On the backend, we'll receive this request in the file src/pages/api/upload-document.ts. This API route will:

  • create a LangChain specific Document object with the document's content (pageContent) and the name of the document as metadata
  • Insert the document into the Pinecone database (more on this shortly)
  • Send back a response to the front-end that the document has been successfully loaded.
// src/pages/api/upload-document.ts
import {insertDocument} from '../../ai-util';
async function handler(req: NextApiRequest, res: NextApiResponse) {
  const {name, text} = JSON.parse(req.body);

  const doc = new Document({
    pageContent: text,
    metadata: {documentName: name},
  });

  const client = new Pinecone();
  const index = client.Index(process.env.PINECONE_INDEX_NAME || '');

  await insertDocument(index, doc);
  res.json({success: true});
}
export default handler;

Step 4: Splitting text into chunks, creating embeddings, and upserting into Pinecone database

Let's dive into the insertDocument function that's inside the src/ai-utils.ts file.

The first thing we'll do is start splitting the text content into chunks. Chunking is the process of splitting large pieces of text into smaller groups.
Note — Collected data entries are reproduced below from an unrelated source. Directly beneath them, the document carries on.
/*
 * Copyright (c) 2024. Govcraft
 *
 * Licensed under either of
 *   * Apache License, Version 2.0 (the "License");
 *     you may not use this file except in compliance with the License.
 *     You may obtain a copy of the License at http://www.apache.org/licenses/LICENSE-2.0
 *   * MIT license: http://opensource.org/licenses/MIT
 *
 * Unless required by applicable law or agreed to in writing, software
 * distributed under the License is distributed on an "AS IS" BASIS,
 * WITHOUT WARRANTIES OR CONDITIONS OF ANY KIND, either express or implied.
 * See the applicable License for the specific language governing permissions and
 * limitations under that License.
 */

use std::fmt;
use std::sync::atomic::{AtomicU8, AtomicUsize, Ordering};
use std::sync::Arc;

use async_trait::async_trait;
use dashmap::mapref::entry::Entry;
use dashmap::DashMap;
use parking_lot::Mutex;
use tokio::sync::{mpsc, oneshot, Notify};
use tokio_util::sync::CancellationToken;
use tokio_util::task::TaskTracker;
use tracing::{debug, error, info, instrument, trace};
use uuid::Uuid;

use crate::actor::lifecycle::{self, ActorState, Wiring};
use crate::actor::{ActionQueue, Actor};
use crate::common::{
    ActorSystemError, CloseAcknowledger, FutureBox, MessageHandler, TroupeConfig,
    UnhandledMessagePolicy,
};
use crate::message::{ActionableMessage, Address, Envelope, SystemSignal};
use crate::traits::ActorHandleInterface;

/// A cheap, cloneable reference to a registered actor.
///
/// Handles are returned by [`ActorSystem::register`](crate::common::ActorSystem::register)
/// and [`ActorSystem::lookup`](crate::common::ActorSystem::lookup). All clones refer to the
/// same actor: its mailbox, handler map, action queue and lifecycle state.
///
/// Delivery goes through [`ActorHandleInterface`] (`submit`, `request_close`,
/// `is_accepting`); configuration (`register_handler`, `activate`) and inspection are
/// inherent methods.
#[derive(Clone)]
pub struct ActorHandle(Arc<ActorCell>);

struct ActorCell {
    id: String,
    actor_type: String,
    handlers: DashMap<String, MessageHandler>,
    outbox: mpsc::Sender<Envelope>,
    wiring: Mutex<Option<Wiring>>,
    action_queue: ActionQueue,
    state: AtomicU8,
    rejected: AtomicUsize,
    closed: CancellationToken,
    tracker: TaskTracker,
    acknowledger: CloseAcknowledger,
    unhandled_policy: UnhandledMessagePolicy,
    system_sender: Address,
}

impl ActorHandle {
    pub(crate) fn new(
        actor: &Actor,
        acknowledger: CloseAcknowledger,
        work_ready: Arc<Notify>,
        config: &TroupeConfig,
    ) -> Self {
        let actor_type = actor.actor_type().to_string();
        let capacity = actor
            .mailbox_capacity()
            .unwrap_or(config.limits.mailbox_capacity)
            .max(1);
        let (outbox, mailbox) = mpsc::channel(capacity);
        let (close_tx, close_rx) = oneshot::channel();
        let id = format!("{actor_type}-{}", Uuid::new_v4());
        trace!(id, capacity, "NEW ACTOR");

        Self(Arc::new(ActorCell {
            id,
            actor_type,
            handlers: DashMap::new(),
            outbox,
            wiring: Mutex::new(Some(Wiring {
                mailbox,
                close_tx,
                close_rx,
            })),
            action_queue: ActionQueue::new(work_ready),
            state: AtomicU8::new(ActorState::Registered as u8),
            rejected: AtomicUsize::new(0),
            closed: CancellationToken::new(),
            tracker: TaskTracker::new(),
            acknowledger,
            unhandled_policy: config.behavior.unhandled_message,
            system_sender: Address::new(config.defaults.system_sender.clone()),
        }))
    }

    /// Returns the internal id: the actor type followed by a unique suffix.
    #[inline]
    #[must_use]
    pub fn id(&self) -> &str {
        &self.0.id
    }

    /// Returns the actor type this actor is registered under.
    #[inline]
    #[must_use]
    pub fn actor_type(&self) -> &str {
        &self.0.actor_type
    }

    /// Returns the routing address of this actor.
    #[must_use]
    pub fn address(&self) -> Address {
        Address::new(self.0.actor_type.clone())
    }

    /// Returns the current lifecycle state.
    #[must_use]
    pub fn state(&self) -> ActorState {
        ActorState::from_u8(self.0.state.load(Ordering::Acquire))
    }

    /// Returns the number of messages waiting in the action queue.
    #[must_use]
    pub fn queued_actions(&self) -> usize {
        self.0.action_queue.len()
    }

    /// Returns how many envelopes were dropped for lacking a handler.
    ///
    /// Only grows under [`UnhandledMessagePolicy::Report`].
    #[must_use]
    pub fn rejected_count(&self) -> usize {
        self.0.rejected.load(Ordering::Acquire)
    }

    /// Registers a handler for one more message type.
    ///
    /// Handlers stay registered for the actor's whole lifetime.
    ///
    /// # Errors
    ///
    /// * [`ActorSystemError::DuplicateHandler`] if the type already has a handler; the first
    ///   handler is kept.
    /// * [`ActorSystemError::InvalidMessageType`] for a blank or reserved message type.
    pub fn register_handler<F>(
        &self,
        message_type: impl Into<String>,
        handler: F,
    ) -> Result<(), ActorSystemError>
    where
        F: Fn(Envelope) -> FutureBox + Send + Sync + 'static,
    {
        self.insert_handler(message_type.into(), Arc::new(handler))
    }

    pub(crate) fn insert_handler(
        &self,
        message_type: String,
        handler: MessageHandler,
    ) -> Result<(), ActorSystemError> {
        check_message_type(&message_type)?;
        match self.0.handlers.entry(message_type) {
            Entry::Occupied(entry) => Err(ActorSystemError::DuplicateHandler {
                actor_type: self.0.actor_type.clone(),
                message_type: entry.key().clone(),
            }),
            Entry::Vacant(entry) => {
                debug!(actor = %self.0.id, message_type = %entry.key(), "registered handler");
                entry.insert(handler);
                Ok(())
            }
        }
    }

    /// Starts the actor's processing task.
    ///
    /// Until this is called envelopes pile up in the mailbox and a close request is
    /// never answered.
    ///
    /// Must be called from within a Tokio runtime.
    ///
    /// # Errors
    ///
    /// Returns [`ActorSystemError::AlreadyActivated`] on every call after the first.
    #[instrument(skip(self), fields(actor = %self.0.id))]
    pub fn activate(&self) -> Result<(), ActorSystemError> {
        let Some(wiring) = self.0.wiring.lock().take() else {
            return Err(ActorSystemError::AlreadyActivated {
                actor_type: self.0.actor_type.clone(),
            });
        };
        self.advance(ActorState::Registered, ActorState::Active);
        self.0
            .tracker
            .spawn(lifecycle::process_mailbox(self.clone(), wiring));
        info!("Actor {} activated", self.0.id);
        Ok(())
    }

    /// Pops the next scheduled message without waiting.
    #[must_use]
    pub fn next_actionable(&self) -> Option<ActionableMessage> {
        self.0.action_queue.pop()
    }

    /// Resolves once the actor has completed its close handshake.
    pub async fn closed(&self) {
        self.0.closed.cancelled().await;
    }

    /// Moves the lifecycle forward from `from` to `to`; a no-op if another transition won.
    pub(crate) fn advance(&self, from: ActorState, to: ActorState) -> bool {
        self.0
            .state
            .compare_exchange(from as u8, to as u8, Ordering::AcqRel, Ordering::Acquire)
            .is_ok()
    }

    /// Resolves the handler for an accepted envelope and schedules it.
    pub(crate) fn schedule(&self, envelope: Envelope) {
        if !self.is_accepting() {
            debug!(
                actor = %self.0.id,
                message_type = envelope.message_type(),
                "actor is draining, dropping envelope"
            );
            return;
        }
        let handler = self
            .0
            .handlers
            .get(envelope.message_type())
            .map(|entry| entry.value().clone());
        match handler {
            Some(handler) => {
                trace!(actor = %self.0.id, message_type = envelope.message_type(), "scheduling");
                self.0
                    .action_queue
                    .push(ActionableMessage::new(envelope, handler));
            }
            None => self.reject_unhandled(&envelope),
        }
    }

    fn reject_unhandled(&self, envelope: &Envelope) {
        let err = ActorSystemError::UnhandledMessageType {
            actor_type: self.0.actor_type.clone(),
            message_type: envelope.message_type().to_string(),
        };
        match self.0.unhandled_policy {
            UnhandledMessagePolicy::Terminate => {
                error!(actor = %self.0.id, %err, "terminating process");
                std::process::exit(1);
            }
            UnhandledMessagePolicy::Report => {
                error!(actor = %self.0.id, %err, "rejecting envelope");
                self.0.rejected.fetch_add(1, Ordering::AcqRel);
            }
        }
    }

    /// Stops accepting work and spawns the drain watcher that fires the close signal.
    pub(crate) fn begin_draining(&self, close_tx: Option<oneshot::Sender<()>>) {
        let Some(close_tx) = close_tx else {
            debug!(actor = %self.0.id, "close already requested, ignoring duplicate");
            return;
        };
        self.0
            .state
            .store(ActorState::Draining as u8, Ordering::Release);
        info!(
            "Stopping actor {} with id {} from accepting any more messages",
            self.0.actor_type, self.0.id
        );

        let actor = self.clone();
        self.0.tracker.spawn(async move {
            let pending = actor.queued_actions();
            if pending > 0 {
                debug!(actor = %actor.0.id, pending, "waiting for action queue to drain");
            }
            actor.0.action_queue.wait_until_empty().await;
            debug!(actor = %actor.0.id, "action queue drained");
            // The receiver only goes away with the processing task.
            let _ = close_tx.send(());
        });
    }

    /// Final teardown after the processing task has seen the close signal.
    pub(crate) fn finish_close(&self) {
        self.0.action_queue.clear();
        self.0
            .state
            .store(ActorState::Closed as u8, Ordering::Release);
        self.0.tracker.close();
        self.0
            .acknowledger
            .acknowledge_close(&self.0.actor_type, &self.0.id);
        self.0.closed.cancel();
        info!("Actor {} closed", self.0.id);
    }
}

#[async_trait]
impl ActorHandleInterface for ActorHandle {
    fn is_accepting(&self) -> bool {
        self.state().is_accepting()
    }

    async fn submit(&self, envelope: Envelope) -> Result<(), ActorSystemError> {
        self.0
            .outbox
            .send(envelope)
            .await
            .map_err(|_| ActorSystemError::MailboxClosed {
                actor_type: self.0.actor_type.clone(),
            })
    }

    async fn request_close(&self) -> Result<(), ActorSystemError> {
        trace!(actor = %self.0.id, "requesting close");
        let control = Envelope::control(
            SystemSignal::Shutdown,
            self.0.system_sender.clone(),
            self.address(),
        );
        self.submit(control).await
    }
}

impl fmt::Debug for ActorHandle {
    fn fmt(&self, f: &mut fmt::Formatter<'_>) -> fmt::Result {
        f.debug_struct("ActorHandle")
            .field("id", &self.0.id)
            .field("state", &self.state())
            .field("queued_actions", &self.queued_actions())
            .finish_non_exhaustive()
    }
}

/// Rejects message types no handler may claim.
pub(crate) fn check_message_type(message_type: &str) -> Result<(), ActorSystemError> {
    let reason = if message_type.trim().is_empty() {
        "message type is blank"
    } else if SystemSignal::from_message_type(message_type).is_some() {
        "message type is reserved for system control"
    } else {
        return Ok(());
    };
    Err(ActorSystemError::InvalidMessageType {
        message_type: message_type.to_string(),
        reason: reason.to_string(),
    })
}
Through chunking, we can ensure we are splitting the larger content into semantically relevant smaller groups. This will help the LLM better understand the input data.

We can use the popular LangChain RecursiveCharacterTextSplitter method to create the chunks.

// src/ai-utils.ts
const textSplitter = new RecursiveCharacterTextSplitter({
  chunkSize: 1000,
});

const chunks = await textSplitter.createDocuments([text]);

There are a few strategies for choosing chunk size. We are using a larger chunk size number (1000) to retain additional context in each chunk. On the other hand, choosing a smaller chunk size number will capture granular semantic information.

Next, we'll create the OpenAI vector embeddings for the document. Embeddings measure the relatedness of text strings. Embeddings can be used for search (our case). The distance between two vectors measures their relatedness.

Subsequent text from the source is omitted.